С середины 20–х годов Мандельштам как поэт замолкает на целое пятилетие. В это время выходит из печати его проза — очерки, воспоминания, рассказы и статьи о литературе («Шум времени», 1925, «Египетская марка», 1927, «О поэзии», 1928), в 1930 г. закончена «Четвертая проза», памфлет на удушающую атмосферу в литературной среде, и в 1931 г. — «Путешествие в Армению» (опубликовано в 1933).

В 1933 г. был написан Мандельштамом «Разговор о Данте», который можно считать эстетической программой его поэзии третьего периода, 30–х годов. В творчестве Данте поэт видит прежде всего то, что ему представляется самым важным в поэзии вообще, и в своей собственной в особенности. Мандельштам, как и прежде, — противник «описательной и разъяснительной поэзии». Он стремился вместить в поэтическую образность уже не только пластику, скульптурность («архитектурность»), свойственную его ранним стихам, но «все виды энергии», «единство света, звука и материи», что заметно проявилось уже во второй период его творчества. Он любуется «цитатной оргией» у Данта, подтверждая тем и свое право на поэтику цитации. По — прежнему он отстаивает роль диалога в поэзии (вспомним его раннюю статью «О собеседнике», 1913). Поэту необходим диалог в широком смысле этого слова — и как «нечаянный проявитель ситуации», и как ориентированность на провиденциального читателя в будущем.
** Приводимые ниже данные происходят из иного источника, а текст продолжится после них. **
//! Integration tests for the object model
//!
//! Tests cover:
//! - Class linkage through the context and instance property access
//! - Inline declared slots vs the dynamic overflow table
//! - Handler-table sharing across instances of one class
//! - A collection flavor supplying its own element handlers
//! - Property export by purpose
//! - Shallow instance cloning

use std::sync::Arc;

use ember_core::context::Context;
use ember_core::object::{ClassDesc, HandlersBuilder, Instance, PropPurpose, PropQuery};
use ember_core::table::{Key, KeyRef, Table};
use ember_core::value::Value;
use ember_core::{RuntimeError, RuntimeResult};

#[test]
fn test_declared_and_dynamic_properties() {
    let mut ctx = Context::new();
    ctx.link_class(ClassDesc::new("Point").property("x").property("y"))
        .unwrap();
    let mut p = ctx.instantiate("Point").unwrap();

    // Declared slots exist from birth (as null) and never touch the
    // overflow table.
    assert!(p.read_property("x").unwrap().is_null());
    p.write_property("x", &Value::int(3));
    p.write_property("y", &Value::int(4));
    assert_eq!(p.read_property("x").unwrap().as_int(), Some(3));
    assert!(p.dynamic().is_none());

    // A write to an undeclared name creates the overflow table lazily.
    p.write_property("label", &Value::str(ctx.intern("origin")));
    assert_eq!(p.read_property("label").unwrap().as_str(), Some("origin"));
    assert_eq!(p.dynamic().unwrap().len(), 1);

    assert!(p.has_property("x", PropQuery::Exists));
    assert!(p.has_property("label", PropQuery::Exists));
    assert!(!p.has_property("z", PropQuery::Exists));

    // Unset removes a dynamic property; a declared slot cannot be removed.
    assert!(p.unset_property("label"));
    assert!(p.read_property("label").is_none());
}

#[test]
fn test_instances_share_one_handler_table() {
    let mut ctx = Context::new();
    let class = ctx.link_class(ClassDesc::new("Widget")).unwrap();
    let a = ctx.instantiate("Widget").unwrap();
    let b = ctx.instantiate("Widget").unwrap();
    assert!(Arc::ptr_eq(a.handlers(), b.handlers()));
    assert!(Arc::ptr_eq(a.handlers(), class.handlers()));
    assert_eq!(a.class_name(), "Widget");
}

#[test]
fn test_inheritance_keeps_parent_slots() {
    let mut ctx = Context::new();
    let base = ctx
        .link_class(ClassDesc::new("Shape").property("id").method("area", 1))
        .unwrap();
    let circle = ctx
        .link_class(
            ClassDesc::new("Circle")
                .parent(base)
                .property("radius")
                .method("area", 2),
        )
        .unwrap();

    // Inherited slot keeps its offset; own properties append after.
    assert_eq!(circle.slot_of("id"), Some(0));
    assert_eq!(circle.slot_of("radius"), Some(1));
    // Method override replaces the inherited function id.
    assert_eq!(circle.method("area"), Some(2));

    let mut c = Instance::new(&circle);
    c.write_property("id", &Value::int(9));
    c.write_property("radius", &Value::float(2.5));
    assert_eq!(c.read_property("id").unwrap().as_int(), Some(9));
    assert_eq!(c.read_property("radius").unwrap().as_float(), Some(2.5));
}

// A list flavor: element access goes to a table held in a declared slot
// instead of being rejected like a plain instance.

fn list_items_slot(inst: &Instance) -> u32 {
    inst.class().slot_of("items").expect("List declares `items`")
}

fn list_read_element(inst: &mut Instance, key: &Key) -> RuntimeResult<Option<Value>> {
    let slot = list_items_slot(inst);
    let Some(items) = inst.slot(slot).and_then(|v| v.as_table()) else {
        return Ok(None);
    };
    Ok(items.get(key).cloned())
}

fn list_write_element(inst: &mut Instance, key: Option<Key>, value: Value) -> RuntimeResult<()> {
    let slot = list_items_slot(inst);
    let cell = inst.slot_mut(slot).expect("declared slot exists");
    if cell.as_table().is_none() {
        *cell = Value::table(Table::new());
    }
    cell.as_table_mut()
        .expect("just initialized")
        .insert_or_update(key, value);
    Ok(())
}

fn list_count(inst: &Instance) -> Option<i64> {
    let slot = list_items_slot(inst);
    Some(inst.slot(slot)?.as_table()?.len() as i64)
}

#[test]
fn test_collection_flavor_overrides_element_handlers() {
    let mut ctx = Context::new();
    ctx.link_class(
        ClassDesc::new("List").property("items").handlers(
            HandlersBuilder::std()
                .read_element(list_read_element)
                .write_element(list_write_element)
                .count_elements(list_count),
        ),
    )
    .unwrap();

    let mut list = ctx.instantiate("List").unwrap();
    list.write_element(None, Value::int(10)).unwrap();
    list.write_element(None, Value::int(20)).unwrap();
    list.write_element(Some(Key::str("name")), Value::str(ctx.intern("xs")))
        .unwrap();

    assert_eq!(
        list.read_element(&Key::Int(1)).unwrap().unwrap().as_int(),
        Some(20)
    );
    assert_eq!(
        list.read_element(&Key::str("name")).unwrap().unwrap().as_str(),
        Some("xs")
    );
    assert!(list.read_element(&Key::Int(5)).unwrap().is_none());
    assert_eq!(list.count_elements(), Some(3));

    // A plain instance still rejects element access outright.
    ctx.link_class(ClassDesc::new("Plain")).unwrap();
    let mut plain = ctx.instantiate("Plain").unwrap();
    assert!(matches!(
        plain.write_element(None, Value::int(1)),
        Err(RuntimeError::TypeError(_))
    ));
    assert!(matches!(
        plain.read_element(&Key::Int(0)),
        Err(RuntimeError::TypeError(_))
    ));
    assert_eq!(plain.count_elements(), None);
}

#[test]
fn test_properties_for_purposes() {
    let mut ctx = Context::new();
    ctx.link_class(ClassDesc::new("Rec").property("a").property("b"))
        .unwrap();
    let mut rec = ctx.instantiate("Rec").unwrap();
    rec.write_property("a", &Value::int(1));
    rec.write_property("extra", &Value::int(2));

    // Debug export shows every declared slot plus dynamic properties.
    let debug = rec.properties_for(PropPurpose::Debug);
    assert_eq!(debug.len(), 3);

    // Array-cast export: `b` is null (a value, not undef), so all three
    // properties appear, in declaration-then-insertion order.
    let cast = rec.properties_for(PropPurpose::ArrayCast);
    let keys: Vec<String> = cast
        .iter()
        .map(|(k, _)| match k {
            KeyRef::Str(s) => s.to_string(),
            KeyRef::Int(i) => i.to_string(),
        })
        .collect();
    assert_eq!(keys, vec!["a", "b", "extra"]);

    // Clone export covers declared slots only.
    let export = rec.properties_for(PropPurpose::CloneExport);
    assert_eq!(export.len(), 2);
    assert!(export.get(&Key::str("extra")).is_none());
}

#[test]
fn test_clone_is_shallow() {
    let mut ctx = Context::new();
    ctx.link_class(ClassDesc::new("Holder").property("data"))
        .unwrap();
    let mut holder = ctx.instantiate("Holder").unwrap();

    let mut shared = Value::table(Table::new());
    shared.as_table_mut().unwrap().push(Value::int(1));
    holder.write_property("data", &shared);
    holder.write_property("note", &Value::int(5));

    let mut copy = holder.clone_instance().unwrap();

    // The declared slot aliases the same table.
    shared.as_table_mut().unwrap().push(Value::int(2));
    let via_copy = copy.read_property("data").unwrap();
    assert_eq!(via_copy.as_table().unwrap().len(), 2);
    assert_eq!(
        via_copy.heap_ref().unwrap(),
        shared.heap_ref().unwrap()
    );

    // The dynamic table itself is duplicated: new dynamic writes on the
    // copy do not appear on the original.
    copy.write_property("note", &Value::int(6));
    assert_eq!(holder.read_property("note").unwrap().as_int(), Some(5));
}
Мандельштам обосновывает — и это новый акцент в его эстетике — приоритет «спонтанности психофизиологического воздействия слова на собеседников», приоритет «формообразующего инстинкта» поэта. Он развивает идеи о поэтике «порыва» в духе философии Бергсона — порыва «к говоренью», «порыва к краскам», «намагниченного порыва» синтаксиса, утверждает текучесть самой лирической композиции, уподобляя ее «силовой поток» картине переправы через реку, когда перепрыгиваешь с джонки на джонку.